In the “General Introduction” to his second volume, Kenrick admitted to having violated the rules of the Index, which required that annotations be taken solely from the Fathers or Catholic theologians. Instead, Kenrick used many sources that were, in his own words, “Protestant and Rationalistic.” 3
Kenrick sought to justify this decision by arguing that he only used such sources when he found their arguments to be helpful for “the vindication of the sacred text” — as if the great Catholic luminaries could not sufficiently vindicate it themselves.

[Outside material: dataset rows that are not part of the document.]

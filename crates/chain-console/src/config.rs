//! YAML configuration for the console and the model workflow.

use std::fs;
use std::path::Path;

use chain_core::{ConsoleError, ErrorInfo};
use serde::{Deserialize, Serialize};

/// Library and workflow settings.
#[derive(Debug, Clone, PartialEq, Serialize, Deserialize)]
pub struct ConsoleConfig {
    /// Modules loaded when the library initialises.
    #[serde(default = "default_modules")]
    pub default_modules: Vec<String>,
    /// Adaptation iterations run by a new [`crate::Model`].
    #[serde(default = "default_tune")]
    pub tune: u64,
    /// Forward-sample the model's `data` block during compilation.
    #[serde(default = "default_generate_data")]
    pub generate_data: bool,
    /// Monitor type used by [`crate::Model::sample`].
    #[serde(default = "default_monitor_type")]
    pub monitor_type: String,
    /// Thinning factor used by [`crate::Model::sample`].
    #[serde(default = "default_thin")]
    pub thin: u32,
    /// Target wall-clock length of one update chunk, in seconds. Unset means
    /// updates run in one piece.
    #[serde(default)]
    pub progress_period_secs: Option<f64>,
}

fn default_modules() -> Vec<String> {
    vec!["basemod".to_string(), "bugs".to_string()]
}

fn default_tune() -> u64 {
    1000
}

fn default_generate_data() -> bool {
    true
}

fn default_monitor_type() -> String {
    "trace".to_string()
}

fn default_thin() -> u32 {
    1
}

impl Default for ConsoleConfig {
    fn default() -> Self {
        Self {
            default_modules: default_modules(),
            tune: default_tune(),
            generate_data: default_generate_data(),
            monitor_type: default_monitor_type(),
            thin: default_thin(),
            progress_period_secs: None,
        }
    }
}

impl ConsoleConfig {
    /// Parses a YAML document.
    pub fn from_yaml_str(yaml: &str) -> Result<Self, ConsoleError> {
        serde_yaml::from_str(yaml).map_err(|err| {
            ConsoleError::Conversion(ErrorInfo::new("config.parse", err.to_string()))
        })
    }

    /// Reads and parses a YAML file.
    pub fn from_path(path: &Path) -> Result<Self, ConsoleError> {
        let contents = fs::read_to_string(path).map_err(|err| ConsoleError::io(path, &err))?;
        Self::from_yaml_str(&contents).map_err(|err| match err {
            ConsoleError::Conversion(info) => {
                ConsoleError::Conversion(info.with_context("path", path.display().to_string()))
            }
            other => other,
        })
    }
}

This Protestant influence was not limited to annotations, but also colored Kenrick’s translation of the text itself. His rendering of metanoeo as “repent” instead of the traditional “do penance” provoked controversy, much like his choice to translate baptizo as “immersion.” These decisions appeared as compromises with Protestant interpretations and conveyed a lack of concern for the serious doctrinal issues that they touched upon. 4
It is unclear if these flagrant violations went uncorrected due to the inhibitions that Pope Pius IX suffered when enforcing them, or simply because they did not garner enough attention to attract the Congregation of the Index’s notice. The latter seems likely, given the fact that Kenrick’s Bible failed to gain traction with the general Catholic population and no new editions were published after his death in 1863. 5
The US hierarchy weighs in
At the Second Plenary Council of Baltimore in 1866, the bishops passed over Kenrick’s Bible and instead renewed the mandate for the Challoner Bible. Rev. Martin John Spalding, who succeeded Kenrick as Archbishop of Baltimore and convened the Council, criticized Kenrick’s Bible for its Protestant tendencies and failure to conform to the Index. 6
There were other possible concerns at play in this rejection. Kenrick had devoted the entire introduction to his translation of the book of Genesis to deconstructing the traditional notion of Biblical chronology in favor of a revisionist reading of Genesis 1 that fit with geological deep time. 7 To lend support for his position, Kenrick erroneously claimed that some Church Fathers interpreted the six days of creation as “indefinite spaces of time.” 8
Spalding, meanwhile, seems to have favored the traditional interpretation of Genesis, having published numerous articles critiquing this “day-age” theory while editor of The United States Catholic Magazine and Monthly Review. It is hard to imagine that he would have approved of Kenrick’s notes. In any case, the topic remained controversial among American Bishops even into the 20th century.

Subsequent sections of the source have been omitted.